While inflation and trade volatility are high on the agenda at Monte Carlo this year, an additional theme that holds significant interest to risk modeller and connected risk specialist Russell Group is deglobalisation—the fragmentation of a world that recently seemed to be getting smaller, but is now also becoming more complex.

Russell Group founder and chief executive officer Suki Basi highlighted the effects of the Russia-Ukraine conflict but also pointed to earlier roots in the Arab Spring and the UK’s departure from the EU. All of this has brought an added layer of complexity to connected risk, and he sees the re/insurance world as being squeezed from several directions:

“The changes the last two to three years have created more uncertainty and more volatility in the environment, which is creating a cocktail which I don’t think has occurred before,” Basi said.

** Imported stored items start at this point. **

mod common;

use common::*;
use qpu_rs::error::QpuError;
use qpu_rs::error::QpuResult;
use qpu_rs::gpu::{DmaBuffer, Mapping, PhysMapper};

/// Hands out mappings one page shorter than asked for.
#[derive(Default)]
struct ShortMapper(HeapMapper);

impl PhysMapper for ShortMapper {
    fn map(&self, phys: u32, len: usize) -> QpuResult<Mapping> {
        self.0.map(phys, len.saturating_sub(PAGE_SIZE as usize))
    }

    fn unmap(&self, mapping: Mapping) -> QpuResult<()> {
        self.0.unmap(mapping)
    }
}

#[test]
fn acquire_allocates_locks_and_maps() {
    let mailbox = MockMailbox::default();
    let mapper = HeapMapper::default();

    let mut mem = DmaBuffer::acquire(&mailbox, &mapper, 5000, PAGE_SIZE).expect("acquire");
    assert!(mem.is_allocated() && mem.is_locked() && mem.is_mapped());
    assert_eq!(mem.ref_count(), 1);
    assert_eq!(mem.alloc_size(), 2 * PAGE_SIZE);
    assert_eq!(mem.data_size(), 5000);
    assert_eq!(mem.region().len(), 5000);
    assert_eq!(mem.bus_address(), MockMailbox::bus_for(mem.handle()));
    assert_eq!(mem.bus_address_at(96), mem.bus_address() + 96);
    assert_eq!(mapper.mapped(), vec![mem.bus_address() & 0x3fff_ffff]);

    mem.region_mut()[4999] = 0xaa;
    assert_eq!(mem.region()[4999], 0xaa);

    mem.release(&mailbox, &mapper).expect("release");
    assert!(mem.is_quiescent());
    assert!(mem.region().is_empty());
    assert_eq!(mapper.live(), 0);
    assert_eq!(
        mailbox.calls(),
        vec![
            Call::Alloc {
                size: 2 * PAGE_SIZE,
                align: PAGE_SIZE,
                flags: 3 << 2,
            },
            Call::Lock(1),
            Call::Unlock(1),
            Call::Free(1),
        ]
    );
}

#[test]
fn lock_failure_frees_allocation() {
    let mailbox = MockMailbox::default();
    let mapper = HeapMapper::default();
    mailbox.fail_lock.set(true);

    let err = DmaBuffer::acquire(&mailbox, &mapper, 100, PAGE_SIZE).unwrap_err();
    assert!(matches!(err, QpuError::Lock { handle: 1, .. }));
    assert_eq!(
        mailbox.calls(),
        vec![
            Call::Alloc {
                size: PAGE_SIZE,
                align: PAGE_SIZE,
                flags: 3 << 2,
            },
            Call::Lock(1),
            Call::Free(1),
        ]
    );
    assert!(mapper.mapped().is_empty());
}

#[test]
fn map_failure_unlocks_then_frees() {
    let mailbox = MockMailbox::default();
    let mapper = HeapMapper::default();
    mapper.fail_map.set(true);

    let err = DmaBuffer::acquire(&mailbox, &mapper, 100, PAGE_SIZE).unwrap_err();
    assert!(matches!(err, QpuError::Map { .. }));
    assert!(mailbox.calls().ends_with(&[Call::Lock(1), Call::Unlock(1), Call::Free(1)]));
    assert_eq!(mapper.live(), 0);
}

#[test]
fn alloc_failure_has_nothing_to_undo() {
    let mailbox = MockMailbox::default();
    let mapper = HeapMapper::default();
    mailbox.fail_alloc.set(true);

    let err = DmaBuffer::acquire(&mailbox, &mapper, 100, PAGE_SIZE).unwrap_err();
    assert!(matches!(err, QpuError::Alloc { size: PAGE_SIZE, .. }));
    assert_eq!(mailbox.calls().len(), 1);
}

#[test]
fn last_owner_tears_down() {
    let mailbox = MockMailbox::default();
    let mapper = HeapMapper::default();

    let mut mem = DmaBuffer::acquire(&mailbox, &mapper, 64, PAGE_SIZE).expect("acquire");
    mem.retain();
    assert_eq!(mem.ref_count(), 2);

    mem.release(&mailbox, &mapper).expect("first release");
    assert!(mem.is_mapped());
    assert!(!mailbox.calls().contains(&Call::Free(1)));

    mem.release(&mailbox, &mapper).expect("second release");
    assert_eq!(mem.ref_count(), 0);
    assert!(mem.is_quiescent());
    assert!(mailbox.calls().contains(&Call::Free(1)));
}

#[test]
fn teardown_continues_past_a_failed_step() {
    let mailbox = MockMailbox::default();
    let mapper = HeapMapper::default();
    let mut mem = DmaBuffer::acquire(&mailbox, &mapper, 64, PAGE_SIZE).expect("acquire");

    mailbox.fail_unlock.set(true);
    let err = mem.release(&mailbox, &mapper).unwrap_err();
    assert!(matches!(err, QpuError::FirmwareRejected { .. }));
    assert!(mem.is_quiescent());
    assert_eq!(mapper.live(), 0);
    assert!(mailbox.calls().ends_with(&[Call::Unlock(1), Call::Free(1)]));
}

#[test]
fn short_mapping_is_rejected_and_undone() {
    let mailbox = MockMailbox::default();
    let mapper = ShortMapper::default();

    let err = DmaBuffer::acquire(&mailbox, &mapper, 5000, PAGE_SIZE).unwrap_err();
    match err {
        QpuError::Map { source, .. } => assert!(matches!(
            *source,
            QpuError::RegionBounds { offset: 0, len, size }
                if len == 2 * PAGE_SIZE as usize && size == PAGE_SIZE as usize
        )),
        other => panic!("expected map failure, got {other:?}"),
    }
    assert_eq!(mapper.0.mapped().len(), 1);
    assert_eq!(mapper.0.live(), 0);
    assert!(mailbox.calls().ends_with(&[Call::Lock(1), Call::Unlock(1), Call::Free(1)]));
}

“We have increasing values—whether it’s inflationary or not, the values are increasing. The trade data over a 10-year period post the credit crunch to just before the COVID-19 pandemic almost doubled in value, and we don’t see the insurance industry doing the same thing.”

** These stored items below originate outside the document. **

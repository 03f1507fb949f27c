use std::fmt;
use std::path::PathBuf;
use thiserror::Error;

use crate::gpu::link::LinkErrors;

#[derive(Error, Debug)]
pub enum QpuError {
    #[error("I/O Error: {0}")]
    Io(#[from] std::io::Error),

    // Declaration errors
    #[error("Duplicate {0}")]
    DuplicateResource(ResourceKind),

    #[error("{source}: '{}'", path.display())]
    OpenFile {
        path: PathBuf,
        #[source]
        source: std::io::Error,
    },

    #[error("Not a regular file: '{}'", .0.display())]
    NotRegularFile(PathBuf),

    #[error("Length is zero: '{}'", .0.display())]
    EmptyFile(PathBuf),

    #[error("Length not a factor of {factor}: '{}'", path.display())]
    BadLength { path: PathBuf, factor: u32 },

    #[error("File too large for GPU memory: '{}'", .0.display())]
    FileTooLarge(PathBuf),

    #[error("Invalid buffer size: {0}")]
    InvalidSize(u32),

    #[error("Max GPU tasks exceeded ({max})")]
    TooManyTasks { max: usize },

    #[error("No GPU tasks")]
    NoTask,

    #[error("Task {0} has no instructions")]
    TaskNotActive(usize),

    #[error("Task {0} has already been executed")]
    TaskExecuted(usize),

    #[error("Nothing to replicate (multiplier {0})")]
    NothingToReplicate(u32),

    // Resource lifecycle errors
    #[error("GPU memory allocation of {size} bytes failed: {source}")]
    Alloc {
        size: u32,
        #[source]
        source: Box<QpuError>,
    },

    #[error("Failed to lock GPU memory handle {handle:#x}: {source}")]
    Lock {
        handle: u32,
        #[source]
        source: Box<QpuError>,
    },

    #[error("Failed to map bus address {bus:#010x}: {source}")]
    Map {
        bus: u32,
        #[source]
        source: Box<QpuError>,
    },

    // Layout and consistency errors
    #[error("Staged {staged} bytes but planned {planned}")]
    LayoutMismatch { staged: u32, planned: u32 },

    #[error("Execution region of {0} bytes is too large")]
    RegionTooLarge(u64),

    #[error("Access of {len} bytes at offset {offset} exceeds region of {size} bytes")]
    RegionBounds { offset: usize, len: usize, size: usize },

    #[error("{0} has not been staged")]
    NotStaged(ResourceKind),

    #[error("Task {task} instruction stream of {len} bytes is not a whole number of instructions")]
    MalformedInstructions { task: usize, len: u32 },

    // Linking errors
    #[error("Link failed: {0}")]
    Link(LinkErrors),

    // Firmware errors
    #[error("Firmware: Timeout")]
    FirmwareTimeout,

    #[error("Firmware: Unspecified error (tag {tag:#010x})")]
    FirmwareUnspecified { tag: u32 },

    #[error("Firmware rejected request (tag {tag:#010x})")]
    FirmwareRejected { tag: u32 },
}

/// Identifies a declarable resource in error messages and logs.
#[derive(Debug, Clone, Copy, PartialEq, Eq)]
pub enum ResourceKind {
    GlobalUniforms,
    GlobalReadBuffer,
    GlobalWriteBuffer,
    TaskInstructions(usize),
    TaskUniforms(usize),
    TaskReadBuffer(usize),
    TaskWriteBuffer(usize),
}

impl fmt::Display for ResourceKind {
    fn fmt(&self, f: &mut fmt::Formatter<'_>) -> fmt::Result {
        match self {
            Self::GlobalUniforms => write!(f, "global uniforms"),
            Self::GlobalReadBuffer => write!(f, "global read buffer"),
            Self::GlobalWriteBuffer => write!(f, "global write buffer"),
            Self::TaskInstructions(i) => write!(f, "task {i} instructions"),
            Self::TaskUniforms(i) => write!(f, "task {i} uniforms"),
            Self::TaskReadBuffer(i) => write!(f, "task {i} read buffer"),
            Self::TaskWriteBuffer(i) => write!(f, "task {i} write buffer"),
        }
    }
}

// Result type used throughout the crate
pub type QpuResult<T> = Result<T, QpuError>;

Over the same period premiums have not increased in step with trade values. In addition, the industry has been tested by factors such as the pandemic, aviation grounding, the opioid crisis with its attendant uncertainty about settlements, and emerging risks such as cyber. On top of this, some claim awards—for example for transportation claims—have been very large, creating additional concern.

“If it continues to be mandated, there is always a role for insurance.”
Suki Basi

“That creates a landscape we haven’t seen before, or at least recently,” he said. “Possibly the last time was 20 years ago in 1992.

“I see the industry at a crossroads, on one hand looking down that route of wanting to underwrite uncertainty, while the other takes us down the digitisation route that commoditises the insurance product.”

When modelling in any line of business the Russell Group begins from the corporate industry end, working with different data vendors to look at the underlying business landscape, then overlaying the insurance products. Looking to the future, Basi anticipates that the next asbestos-type scenario could be cyber, where losses have hit worrying highs in two years out of the last five.

He noted that the industry does not have the premium to cover these levels of losses, and added that some corporates feel cyber insurance does not cover businesses in the way it should and are considering omitting it when it is not mandated.

“If it continues to be mandated, there is always a role for insurance but if it’s not mandated then there is the argument that if it doesn’t address the business need, what role is insurance playing?” Basi concluded.